So, with the election at last officially underway, the
multimeeja spin machine will kick into overdrive. The 24 hour news cycle is dead. The revolution will be Twittered. The birth of a new politics. Etc, etc.
Time will tell - but we're not convinced. Certainly, the day-by-day campaigning will be covered in more excruciating detail than ever before, and the political junkies will have plenty of new ways to feed their addiction. And there could be a citizen journalism
Gotcha! moment - mobile photo footage of Gordon Brown cursing having to kiss another set of babies, or a snatched snap of David Cameron taking a comfort break beside the side of his battlebus, perhaps.

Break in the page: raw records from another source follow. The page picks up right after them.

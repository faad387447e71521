//! Bitvector decoding.
//!
//! A bitvector field is written either as a decimal bitmask (`"32792"`) or,
//! in older files, as one letter per set bit (`"dgo"`). Both decode to the
//! flag names of a [`FlagTable`].

use std::collections::{BTreeMap, HashMap};
use std::sync::LazyLock;

use bitflags::Flags;
use circle_types::{AffectionFlags, ExitFlags, MobActionFlags, RoomFlags};

use crate::error::ParseError;
use crate::tables;

pub static ROOM_FLAGS: LazyLock<FlagTable> = LazyLock::new(FlagTable::from_flags::<RoomFlags>);
pub static EXIT_FLAGS: LazyLock<FlagTable> = LazyLock::new(FlagTable::from_flags::<ExitFlags>);
pub static MOB_ACTION_FLAGS: LazyLock<FlagTable> =
    LazyLock::new(FlagTable::from_flags::<MobActionFlags>);
pub static AFFECTION_FLAGS: LazyLock<FlagTable> =
    LazyLock::new(FlagTable::from_flags::<AffectionFlags>);

/// Names for one flag universe, by bit value and by letter code.
#[derive(Debug, Clone)]
pub struct FlagTable {
    max_bit: u32,
    bits: BTreeMap<u32, &'static str>,
    letters: HashMap<char, &'static str>,
}

impl FlagTable {
    pub fn new(
        max_bit: u32,
        bits: BTreeMap<u32, &'static str>,
        letters: HashMap<char, &'static str>,
    ) -> Self {
        Self {
            max_bit,
            bits,
            letters,
        }
    }

    /// Build a table from a `bitflags` type. Letter codes follow bit
    /// position: `a`-`z` for bits 0-25, then `A`-`F`.
    pub fn from_flags<F: Flags<Bits = u32>>() -> Self {
        let mut bits = BTreeMap::new();
        let mut letters = HashMap::new();
        for flag in F::FLAGS {
            let value = flag.value().bits();
            if !value.is_power_of_two() {
                continue;
            }
            bits.insert(value, flag.name());
            if let Some(letter) = bit_letter(value.trailing_zeros()) {
                letters.insert(letter, flag.name());
            }
        }
        let max_bit = bits.keys().next_back().copied().unwrap_or(0);
        Self::new(max_bit, bits, letters)
    }

    pub fn max_bit(&self) -> u32 {
        self.max_bit
    }

    /// Expand a bitvector token into flag names.
    ///
    /// Numeric tokens yield names in ascending bit order; bits the table
    /// does not name are dropped, and a mask too large for `i64` is a
    /// [`ParseError::MalformedNumber`]. Letter tokens yield one name per letter,
    /// in input order, and fail on the first unknown letter.
    pub fn decode(&self, token: &str) -> Result<Vec<&'static str>, ParseError> {
        if is_decimal(token) {
            let mask = token
                .parse::<i64>()
                .map_err(|_| ParseError::MalformedNumber {
                    field: "bitvector",
                    text: token.into(),
                })?;
            let mut names = Vec::new();
            let mut bit: i64 = 1;
            while bit <= i64::from(self.max_bit) {
                if mask & bit != 0
                    && let Some(name) = self.bits.get(&(bit as u32))
                {
                    names.push(*name);
                }
                bit <<= 1;
            }
            let unknown = mask & !((i64::from(self.max_bit) << 1) - 1);
            if unknown != 0 {
                log::debug!("ignoring unknown bits {unknown:#x} in bitvector {token}");
            }
            return Ok(names);
        }
        token
            .chars()
            .map(|c| {
                self.letters
                    .get(&c)
                    .copied()
                    .ok_or(ParseError::UnknownFlagLetter(c))
            })
            .collect()
    }
}

fn is_decimal(token: &str) -> bool {
    let digits = token.strip_prefix('-').unwrap_or(token);
    !digits.is_empty() && digits.bytes().all(|b| b.is_ascii_digit())
}

fn bit_letter(position: u32) -> Option<char> {
    match position {
        0..=25 => Some((b'a' + position as u8) as char),
        26..=31 => Some((b'A' + (position - 26) as u8) as char),
        _ => None,
    }
}

/// How an exit's door field is written.
#[derive(Debug, Clone, Copy, PartialEq, Eq)]
pub enum DoorFlagEncoding {
    /// One [`DoorKind`](circle_types::DoorKind) code.
    Enumerated,
    /// A bitvector over [`ExitFlags`].
    Bitmask,
}

impl DoorFlagEncoding {
    pub fn decode(self, token: &str) -> Result<Vec<&'static str>, ParseError> {
        match self {
            Self::Enumerated => Ok(vec![tables::door_kind(token)?.into()]),
            Self::Bitmask => EXIT_FLAGS.decode(token),
        }
    }
}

But consider this: Channel 4's pioneering and much-hyped Ask the Chancellors debate
received 1.8 million viewers - less than the 9.3 million who watched Eastenders on BBC One, of course, but less also than the 2.9 million who watched a different battle of raw wit hosted by a moderating feral beast - University Challenge. It was enthusiastically Twittered, became a 'trending topic' and received
media coverage off the back of it - but the actual number of Tweets in total was 20,000, not insignificant, but with lots of people Tweeting lots, hardly a mass movement. Same as the attendance at a League One mid-table clash, perhaps.
The media will cover the 2010 election in a different way, and a result, politicians will fight it in a different way. It will be the most closely-scrutinised election ever. But voters will vote much the same way they always have - the vast majority never having seen or heard a Twitter, blog, or viral video.
If they vote at all...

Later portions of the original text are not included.